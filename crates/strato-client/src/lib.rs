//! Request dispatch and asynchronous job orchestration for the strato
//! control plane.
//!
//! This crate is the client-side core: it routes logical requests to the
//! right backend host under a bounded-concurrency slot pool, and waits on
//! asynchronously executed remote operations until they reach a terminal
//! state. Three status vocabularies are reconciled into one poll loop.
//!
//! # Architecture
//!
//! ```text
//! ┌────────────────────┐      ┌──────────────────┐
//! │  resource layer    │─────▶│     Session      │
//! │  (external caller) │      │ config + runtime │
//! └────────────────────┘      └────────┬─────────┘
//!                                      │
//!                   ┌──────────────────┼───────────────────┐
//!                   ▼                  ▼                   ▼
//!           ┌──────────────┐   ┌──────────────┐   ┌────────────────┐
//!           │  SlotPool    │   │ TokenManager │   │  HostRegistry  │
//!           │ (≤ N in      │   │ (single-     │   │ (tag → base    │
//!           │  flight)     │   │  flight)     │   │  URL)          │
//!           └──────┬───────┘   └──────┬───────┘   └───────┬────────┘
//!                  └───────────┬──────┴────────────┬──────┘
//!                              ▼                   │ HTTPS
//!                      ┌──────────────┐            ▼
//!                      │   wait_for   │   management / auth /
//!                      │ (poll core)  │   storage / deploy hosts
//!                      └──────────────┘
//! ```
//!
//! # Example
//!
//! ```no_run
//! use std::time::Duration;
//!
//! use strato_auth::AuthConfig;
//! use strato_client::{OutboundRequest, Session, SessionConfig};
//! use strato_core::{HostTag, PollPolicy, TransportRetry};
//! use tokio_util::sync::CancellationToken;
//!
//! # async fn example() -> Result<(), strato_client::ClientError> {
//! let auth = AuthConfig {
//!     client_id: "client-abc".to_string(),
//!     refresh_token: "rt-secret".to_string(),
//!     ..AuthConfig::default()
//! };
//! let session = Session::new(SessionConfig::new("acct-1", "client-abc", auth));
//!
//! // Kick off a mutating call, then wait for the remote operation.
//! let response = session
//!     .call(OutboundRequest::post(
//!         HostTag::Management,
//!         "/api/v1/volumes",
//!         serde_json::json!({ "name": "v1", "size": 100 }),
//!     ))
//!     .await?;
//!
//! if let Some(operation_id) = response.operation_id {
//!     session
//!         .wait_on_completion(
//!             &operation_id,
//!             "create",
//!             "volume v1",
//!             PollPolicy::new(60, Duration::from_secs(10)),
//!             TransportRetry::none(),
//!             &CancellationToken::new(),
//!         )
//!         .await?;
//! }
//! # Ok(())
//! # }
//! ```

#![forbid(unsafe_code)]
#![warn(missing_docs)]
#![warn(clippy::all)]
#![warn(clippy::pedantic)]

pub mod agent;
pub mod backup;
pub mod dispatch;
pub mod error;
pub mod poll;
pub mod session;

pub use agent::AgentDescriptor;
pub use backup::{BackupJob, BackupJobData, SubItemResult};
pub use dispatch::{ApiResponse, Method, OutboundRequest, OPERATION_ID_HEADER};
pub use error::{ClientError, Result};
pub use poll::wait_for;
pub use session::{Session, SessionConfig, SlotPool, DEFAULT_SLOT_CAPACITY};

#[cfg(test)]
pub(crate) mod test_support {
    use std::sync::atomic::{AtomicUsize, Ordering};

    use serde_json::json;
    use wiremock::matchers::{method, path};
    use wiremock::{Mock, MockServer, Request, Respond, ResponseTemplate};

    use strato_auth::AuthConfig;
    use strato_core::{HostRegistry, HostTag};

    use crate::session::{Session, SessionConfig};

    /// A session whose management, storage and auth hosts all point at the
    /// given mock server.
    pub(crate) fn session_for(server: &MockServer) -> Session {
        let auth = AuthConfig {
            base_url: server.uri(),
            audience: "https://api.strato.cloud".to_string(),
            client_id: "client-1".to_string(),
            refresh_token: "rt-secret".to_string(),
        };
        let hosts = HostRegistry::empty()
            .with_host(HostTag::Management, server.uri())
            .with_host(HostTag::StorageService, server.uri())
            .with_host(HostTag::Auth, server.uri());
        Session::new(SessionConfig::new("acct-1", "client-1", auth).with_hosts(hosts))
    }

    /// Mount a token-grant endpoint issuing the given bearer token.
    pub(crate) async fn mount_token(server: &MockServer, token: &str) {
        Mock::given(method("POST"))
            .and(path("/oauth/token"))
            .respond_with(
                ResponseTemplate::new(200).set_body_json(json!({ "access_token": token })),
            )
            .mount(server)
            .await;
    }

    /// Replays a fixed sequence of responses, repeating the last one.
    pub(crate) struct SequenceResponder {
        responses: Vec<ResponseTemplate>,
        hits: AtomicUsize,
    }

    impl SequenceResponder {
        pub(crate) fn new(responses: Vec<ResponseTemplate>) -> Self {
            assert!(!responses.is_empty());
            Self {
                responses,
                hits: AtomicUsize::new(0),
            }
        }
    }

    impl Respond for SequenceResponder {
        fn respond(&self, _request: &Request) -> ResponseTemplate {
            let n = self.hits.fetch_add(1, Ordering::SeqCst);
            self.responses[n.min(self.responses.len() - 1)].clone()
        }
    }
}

•••

What is required » Nothing in the entries above should differ when you return them in full.

Task answer »
filename crates/strato-client/src/lib.rs
//! Request dispatch and asynchronous job orchestration for the strato
//! control plane.
//!
//! This crate is the client-side core: it routes logical requests to the
//! right backend host under a bounded-concurrency slot pool, and waits on
//! asynchronously executed remote operations until they reach a terminal
//! state. Three status vocabularies are reconciled into one poll loop.
//!
//! # Architecture
//!
//! ```text
//! ┌────────────────────┐      ┌──────────────────┐
//! │  resource layer    │─────▶│     Session      │
//! │  (external caller) │      │ config + runtime │
//! └────────────────────┘      └────────┬─────────┘
//!                                      │
//!                   ┌──────────────────┼───────────────────┐
//!                   ▼                  ▼                   ▼
//!           ┌──────────────┐   ┌──────────────┐   ┌────────────────┐
//!           │  SlotPool    │   │ TokenManager │   │  HostRegistry  │
//!           │ (≤ N in      │   │ (single-     │   │ (tag → base    │
//!           │  flight)     │   │  flight)     │   │  URL)          │
//!           └──────┬───────┘   └──────┬───────┘   └───────┬────────┘
//!                  └───────────┬──────┴────────────┬──────┘
//!                              ▼                   │ HTTPS
//!                      ┌──────────────┐            ▼
//!                      │   wait_for   │   management / auth /
//!                      │ (poll core)  │   storage / deploy hosts
//!                      └──────────────┘
//! ```
//!
//! # Example
//!
//! ```no_run
//! use std::time::Duration;
//!
//! use strato_auth::AuthConfig;
//! use strato_client::{OutboundRequest, Session, SessionConfig};
//! use strato_core::{HostTag, PollPolicy, TransportRetry};
//! use tokio_util::sync::CancellationToken;
//!
//! # async fn example() -> Result<(), strato_client::ClientError> {
//! let auth = AuthConfig {
//!     client_id: "client-abc".to_string(),
//!     refresh_token: "rt-secret".to_string(),
//!     ..AuthConfig::default()
//! };
//! let session = Session::new(SessionConfig::new("acct-1", "client-abc", auth));
//!
//! // Kick off a mutating call, then wait for the remote operation.
//! let response = session
//!     .call(OutboundRequest::post(
//!         HostTag::Management,
//!         "/api/v1/volumes",
//!         serde_json::json!({ "name": "v1", "size": 100 }),
//!     ))
//!     .await?;
//!
//! if let Some(operation_id) = response.operation_id {
//!     session
//!         .wait_on_completion(
//!             &operation_id,
//!             "create",
//!             "volume v1",
//!             PollPolicy::new(60, Duration::from_secs(10)),
//!             TransportRetry::none(),
//!             &CancellationToken::new(),
//!         )
//!         .await?;
//! }
//! # Ok(())
//! # }
//! ```

#![forbid(unsafe_code)]
#![warn(missing_docs)]
#![warn(clippy::all)]
#![warn(clippy::pedantic)]

pub mod agent;
pub mod backup;
pub mod dispatch;
pub mod error;
pub mod poll;
pub mod session;

pub use agent::AgentDescriptor;
pub use backup::{BackupJob, BackupJobData, SubItemResult};
pub use dispatch::{ApiResponse, Method, OutboundRequest, OPERATION_ID_HEADER};
pub use error::{ClientError, Result};
pub use poll::wait_for;
pub use session::{Session, SessionConfig, SlotPool, DEFAULT_SLOT_CAPACITY};

#[cfg(test)]
pub(crate) mod test_support {
    use std::sync::atomic::{AtomicUsize, Ordering};

    use serde_json::json;
    use wiremock::matchers::{method, path};
    use wiremock::{Mock, MockServer, Request, Respond, ResponseTemplate};

    use strato_auth::AuthConfig;
    use strato_core::{HostRegistry, HostTag};

    use crate::session::{Session, SessionConfig};

    /// A session whose management, storage and auth hosts all point at the
    /// given mock server.
    pub(crate) fn session_for(server: &MockServer) -> Session {
        let auth = AuthConfig {
            base_url: server.uri(),
            audience: "https://api.strato.cloud".to_string(),
            client_id: "client-1".to_string(),
            refresh_token: "rt-secret".to_string(),
        };
        let hosts = HostRegistry::empty()
            .with_host(HostTag::Management, server.uri())
            .with_host(HostTag::StorageService, server.uri())
            .with_host(HostTag::Auth, server.uri());
        Session::new(SessionConfig::new("acct-1", "client-1", auth).with_hosts(hosts))
    }

    /// Mount a token-grant endpoint issuing the given bearer token.
    pub(crate) async fn mount_token(server: &MockServer, token: &str) {
        Mock::given(method("POST"))
            .and(path("/oauth/token"))
            .respond_with(
                ResponseTemplate::new(200).set_body_json(json!({ "access_token": token })),
            )
            .mount(server)
            .await;
    }

    /// Replays a fixed sequence of responses, repeating the last one.
    pub(crate) struct SequenceResponder {
        responses: Vec<ResponseTemplate>,
        hits: AtomicUsize,
    }

    impl SequenceResponder {
        pub(crate) fn new(responses: Vec<ResponseTemplate>) -> Self {
            assert!(!responses.is_empty());
            Self {
                responses,
                hits: AtomicUsize::new(0),
            }
        }
    }

    impl Respond for SequenceResponder {
        fn respond(&self, _request: &Request) -> ResponseTemplate {
            let n = self.hits.fetch_add(1, Ordering::SeqCst);
            self.responses[n.min(self.responses.len() - 1)].clone()
        }
    }
}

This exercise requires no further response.